There was never nearly enough great roles for women for many film and TV seasons. But HBO’s exceptional series “Big Little Lies” is among the few exceptions that prove the desultory rule.
It is hard to take your eyes off Reese Witherspoon, Laura Dern, Shailene Woodley, Zoë Kravitz and Nicole Kidman essaying some of the most compelling characters, male or female, ever created on the small screen, courtesy of Liane Moriarty’s novel.
In fact, it’s a testament to the 6’3” tall Alexander Skarsgård’s thespic chops and magnetic presence that his costars’ scenery-chewing feline presence hasn’t relegated him to the background.
Thanks to the catchy synergy driving showrunner David R. Kelley and director Jean-Marc Vallée’s teamwork, the series has managed to keep the intersecting tales of go-getting Madeline Mackenzie (Reese), mysterious single mom Jane Chapman (Shailene), yoga instructor Bonnie Carlson (Zoë), hotshot businesswoman Renata Klein (Laura) and former lawyer-turned-battered-homemaker Celeste Wright (Nicole) on an even keel.
At Season 1’s final fade, the women find themselves fatefully embroiled in the shocking death of Celeste’s husband, Perry (Alexander). It’s no wonder residents of their quaint California beach town began calling them the Monterey 5 after the “incident.”
But what does “Big Little Lies’” bevy of thespic beauties do for an encore?
A lot, actually. In fact, if the first season was rewarded with a 93 percent approval rating on Rotten Tomatoes, its seven-episode second season seems like it has easily dodged the much-feared sophomore slump, upping the critic-slaying ante even more with a 96 percent “fresh” rating so far.
While its first three episodes aren’t as urgently paced as its pilot run, the series is smart enough to know it can’t be bound hand and foot to the same story, or risk getting accused of basking in the previous season’s reflected glory.
In Season 2, keeping the femmes fatales on their toes is the arrival of Perry’s distraught mom Mary Louise, who’s made even more formidable by the legendary actress portraying her: Meryl Streep.
If you think Meryl is out to steal every scene she’s in with vein-popping bravado, you’ll be very surprised. The 69-year-old actress, who will become a septuagenarian on June 22, shows how to vanish into a role without show-stopping histrionics or noisy caterwauling.

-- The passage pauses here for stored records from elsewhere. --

//! Skin quiz route handlers.

use axum::{
    Json,
    extract::{Path, State},
};
use chrono::Utc;
use dewdrop_core::ProductId;
use serde::{Deserialize, Serialize};
use tracing::instrument;

use super::cart::CartView;
use crate::cart::NewCartItem;
use crate::catalog::{QuizQuestion, find_quiz_product, quiz_catalog, quiz_questions};
use crate::error::{AppError, Result, add_breadcrumb};
use crate::latency;
use crate::middleware::Shopper;
use crate::quiz::{self, QuizAnswers, QuizResult, WizardView};
use crate::state::AppState;

/// Shown when no product fits the shopper's answers.
pub const NO_MATCH_MESSAGE: &str =
    "No products match your specific needs. Please try adjusting your answers.";

/// Answer request body.
#[derive(Debug, Deserialize)]
pub struct AnswerForm {
    pub value: String,
}

/// Submit request body.
///
/// Without `answers`, the answers collected by the step-by-step quiz are used.
#[derive(Debug, Default, Deserialize)]
pub struct SubmitForm {
    #[serde(default)]
    pub answers: Option<QuizAnswers>,
}

/// Quiz submission response.
#[derive(Debug, Serialize)]
pub struct SubmitResponse {
    pub result: QuizResult,
    /// Set when there are no recommendations.
    pub message: Option<&'static str>,
    /// Earlier results, newest first.
    pub previous: Vec<QuizResult>,
}

/// List the quiz questions.
pub async fn questions() -> Json<&'static [QuizQuestion]> {
    Json(quiz_questions())
}

/// Show the shopper's progress through the quiz.
#[instrument(skip(shopper), fields(shopper_id = %shopper.id))]
pub async fn show(shopper: Shopper) -> Json<WizardView> {
    let session = shopper.session.lock().await;
    Json(session.quiz.view())
}

/// Answer the current question.
#[instrument(skip(shopper), fields(shopper_id = %shopper.id))]
pub async fn answer(shopper: Shopper, Json(form): Json<AnswerForm>) -> Json<WizardView> {
    let mut session = shopper.session.lock().await;
    session.quiz.answer(&form.value);
    Json(session.quiz.view())
}

/// Go back one question.
#[instrument(skip(shopper), fields(shopper_id = %shopper.id))]
pub async fn previous(shopper: Shopper) -> Json<WizardView> {
    let mut session = shopper.session.lock().await;
    session.quiz.previous();
    Json(session.quiz.view())
}

/// Start the quiz over.
#[instrument(skip(shopper), fields(shopper_id = %shopper.id))]
pub async fn reset(shopper: Shopper) -> Json<WizardView> {
    let mut session = shopper.session.lock().await;
    session.quiz.reset();
    Json(session.quiz.view())
}

/// Compute recommendations and record them in the shopper's history.
///
/// Results are held back by the configured quiz latency.
#[instrument(skip(state, shopper, form), fields(shopper_id = %shopper.id))]
pub async fn submit(
    State(state): State<AppState>,
    shopper: Shopper,
    Json(form): Json<SubmitForm>,
) -> Result<Json<SubmitResponse>> {
    let answers = match form.answers {
        Some(answers) => answers,
        None => shopper.session.lock().await.quiz.answers().clone(),
    };

    latency::delayed(state.latency().quiz, async {}).await;

    let mut session = shopper.session.lock().await;
    let (result, persisted) = quiz::submit(
        &mut session.quiz_history,
        quiz_catalog(),
        answers,
        Utc::now(),
    );
    persisted?;
    add_breadcrumb("quiz", "Submitted quiz", None);

    let message = result.recommendations.is_empty().then_some(NO_MATCH_MESSAGE);
    Ok(Json(SubmitResponse {
        result,
        message,
        previous: session.quiz_history.previous().to_vec(),
    }))
}

/// List past quiz results, newest first.
#[instrument(skip(shopper), fields(shopper_id = %shopper.id))]
pub async fn history(shopper: Shopper) -> Json<Vec<QuizResult>> {
    let session = shopper.session.lock().await;
    Json(session.quiz_history.results().to_vec())
}

/// Add a recommended product to the cart.
#[instrument(skip(shopper), fields(shopper_id = %shopper.id))]
pub async fn add_to_cart(shopper: Shopper, Path(id): Path<String>) -> Result<Json<CartView>> {
    let product = find_quiz_product(&ProductId::new(id.as_str()))
        .ok_or_else(|| AppError::NotFound(format!("product {id}")))?;

    let mut session = shopper.session.lock().await;
    session.cart.add_item(NewCartItem::from(product))?;
    Ok(Json(CartView::from(&session.cart)))
}
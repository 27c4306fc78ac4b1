//! Step-by-step quiz state.

use serde::Serialize;

use super::QuizAnswers;
use crate::catalog::{QuizQuestion, quiz_questions};

/// Tracks which question a shopper is on and what they have answered.
///
/// Answering moves to the next question, except on the last one where the
/// shopper submits instead.
#[derive(Debug, Clone)]
pub struct QuizWizard {
    questions: &'static [QuizQuestion],
    step: usize,
    answers: QuizAnswers,
}

/// Serializable snapshot of the wizard for the quiz page.
#[derive(Debug, Clone, Serialize)]
#[serde(rename_all = "camelCase")]
pub struct WizardView {
    pub step: usize,
    pub total_steps: usize,
    pub progress: u32,
    pub question: Option<QuizQuestion>,
    pub selected: Option<String>,
    pub answers: QuizAnswers,
    pub can_submit: bool,
}

impl Default for QuizWizard {
    fn default() -> Self {
        Self::new()
    }
}

impl QuizWizard {
    /// Start at the first of the storefront's quiz questions.
    #[must_use]
    pub fn new() -> Self {
        Self::with_questions(quiz_questions())
    }

    /// Start at the first of `questions`.
    #[must_use]
    pub fn with_questions(questions: &'static [QuizQuestion]) -> Self {
        Self {
            questions,
            step: 0,
            answers: QuizAnswers::new(),
        }
    }

    /// Zero-based index of the current question.
    #[must_use]
    pub const fn step(&self) -> usize {
        self.step
    }

    /// The question being asked.
    #[must_use]
    pub fn current_question(&self) -> Option<&'static QuizQuestion> {
        self.questions.get(self.step)
    }

    /// Answers given so far.
    #[must_use]
    pub const fn answers(&self) -> &QuizAnswers {
        &self.answers
    }

    fn is_last_step(&self) -> bool {
        self.step + 1 >= self.questions.len()
    }

    /// Answer the current question and advance unless it is the last one.
    pub fn answer(&mut self, value: &str) {
        let Some(question) = self.current_question() else {
            return;
        };

        if !question.accepts(value) {
            tracing::debug!(question_id = question.id, value, "Unrecognized quiz answer");
        }
        self.answers.set(question.id, value);

        if !self.is_last_step() {
            self.step += 1;
        }
    }

    /// Go back one question. Does nothing on the first question.
    pub const fn previous(&mut self) {
        self.step = self.step.saturating_sub(1);
    }

    /// Percentage shown on the progress bar.
    ///
    /// Counts completed steps, and reads 100 once the last question has an answer.
    #[must_use]
    pub fn progress(&self) -> u32 {
        let total = self.questions.len();
        if total == 0 {
            return 100;
        }

        let last_answered = self
            .current_question()
            .is_some_and(|q| self.is_last_step() && self.answers.contains(q.id));
        if last_answered {
            return 100;
        }

        u32::try_from(self.step * 100 / total).unwrap_or(100)
    }

    /// Returns `true` once every question has an answer.
    #[must_use]
    pub fn is_complete(&self) -> bool {
        self.questions.iter().all(|q| self.answers.contains(q.id))
    }

    /// Start over: back to the first question with no answers.
    pub fn reset(&mut self) {
        self.step = 0;
        self.answers = QuizAnswers::new();
    }

    /// Snapshot for rendering.
    #[must_use]
    pub fn view(&self) -> WizardView {
        let question = self.current_question();
        WizardView {
            step: self.step,
            total_steps: self.questions.len(),
            progress: self.progress(),
            question: question.cloned(),
            selected: question
                .and_then(|q| self.answers.get(q.id))
                .map(str::to_owned),
            answers: self.answers.clone(),
            can_submit: self.is_last_step() && self.is_complete(),
        }
    }
}

#[cfg(test)]
mod tests {
    use super::*;
    use crate::catalog::question_ids;

    #[test]
    fn test_answer_advances_until_last_question() {
        let mut wizard = QuizWizard::new();
        assert_eq!(wizard.step(), 0);

        wizard.answer("oily");
        assert_eq!(wizard.step(), 1);

        wizard.answer("acne");
        assert_eq!(wizard.step(), 2);

        wizard.answer("not-sensitive");
        assert_eq!(wizard.step(), 2);
        assert!(wizard.is_complete());
    }

    #[test]
    fn test_progress() {
        let mut wizard = QuizWizard::new();
        assert_eq!(wizard.progress(), 0);

        wizard.answer("oily");
        assert_eq!(wizard.progress(), 33);

        wizard.answer("acne");
        assert_eq!(wizard.progress(), 66);

        wizard.answer("very-sensitive");
        assert_eq!(wizard.progress(), 100);
    }

    #[test]
    fn test_previous_keeps_answers_and_stops_at_first() {
        let mut wizard = QuizWizard::new();
        wizard.previous();
        assert_eq!(wizard.step(), 0);

        wizard.answer("dry");
        wizard.previous();

        assert_eq!(wizard.step(), 0);
        assert_eq!(wizard.answers().get(question_ids::SKIN_TYPE), Some("dry"));
    }

    #[test]
    fn test_reanswering_replaces_earlier_answer() {
        let mut wizard = QuizWizard::new();
        wizard.answer("dry");
        wizard.previous();
        wizard.answer("combination");

        assert_eq!(
            wizard.answers().get(question_ids::SKIN_TYPE),
            Some("combination")
        );
        assert_eq!(wizard.answers().len(), 1);
    }

    #[test]
    fn test_reset() {
        let mut wizard = QuizWizard::new();
        wizard.answer("normal");
        wizard.answer("aging");

        wizard.reset();

        assert_eq!(wizard.step(), 0);
        assert!(wizard.answers().is_empty());
        assert!(!wizard.is_complete());
    }

    #[test]
    fn test_view_reports_selection_and_submit_readiness() {
        let mut wizard = QuizWizard::new();
        let view = wizard.view();
        assert_eq!(view.total_steps, 3);
        assert_eq!(view.question.map(|q| q.id), Some(question_ids::SKIN_TYPE));
        assert!(!view.can_submit);

        wizard.answer("normal");
        wizard.answer("acne");
        wizard.answer("not-sensitive");

        let view = wizard.view();
        assert_eq!(view.selected.as_deref(), Some("not-sensitive"));
        assert!(view.can_submit);
    }
}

Desperate for enlightenment and clarity, the initially mousey but painfully frank Mary Louise pokes her suspicious nose into the quintet’s affairs.
She can stop the incorrigible Maddie in her tracks with stinging but deliriously delightful quips like, “You’re very short. I find little people to be untrustworthy.” Ouch. (For the record, Reese is 5’1”, while Queen Meryl is 5’5”.)
While the quintet tries hard to keep their wits about them, it doesn’t help that the guilt-stricken Bonnie is unable to get her act together. She has become detached and uncommunicative, even six months after the events in the Season 1 finale.
Meanwhile, the women’s individual problems continue to pile up: After daughter Abigail (Kathryn Newton) announces that she doesn’t want to go to college and would rather serve homeless people instead, her husband Ed (Adam Scott) accidentally finds out about Maddie’s affair with theater teacher Joseph Bachman (Santiago Cabrera).
Elsewhere in Monterey, Mary Louise asks Jane to take a DNA test to prove that Ziggy (Iain Armitage) is indeed Perry’s son by rape. She refuses to believe that her loving only son was capable of doing such a dastardly deed, much less fall down a flight of stairs to his death without much fanfare.
If Ed has become cruel and spiteful, Renata finds herself in deeper trouble: Her husband Gordon (Jeffrey Nordling) has been hauled off to prison for security fraud—and she realizes that she’s gone bankrupt!
While there are a number of dramatic upheavals that keep the series compulsively watchable, there are also tender moments that movingly capture its protagonists’ affecting vulnerability, like a scene in Episode 3 where we see Celeste, Jane and their boys coming together as one fractured but hopeful family.
It’s moments like this that gives viewers reason enough to keep rooting for its fabulous females and stay tuned for the fate that awaits them.
The second season of “Big Little Lies” premieres at 9 a.m. tomorrow, with an encore telecast at 10 p.m., exclusively on HBO and HBO Go.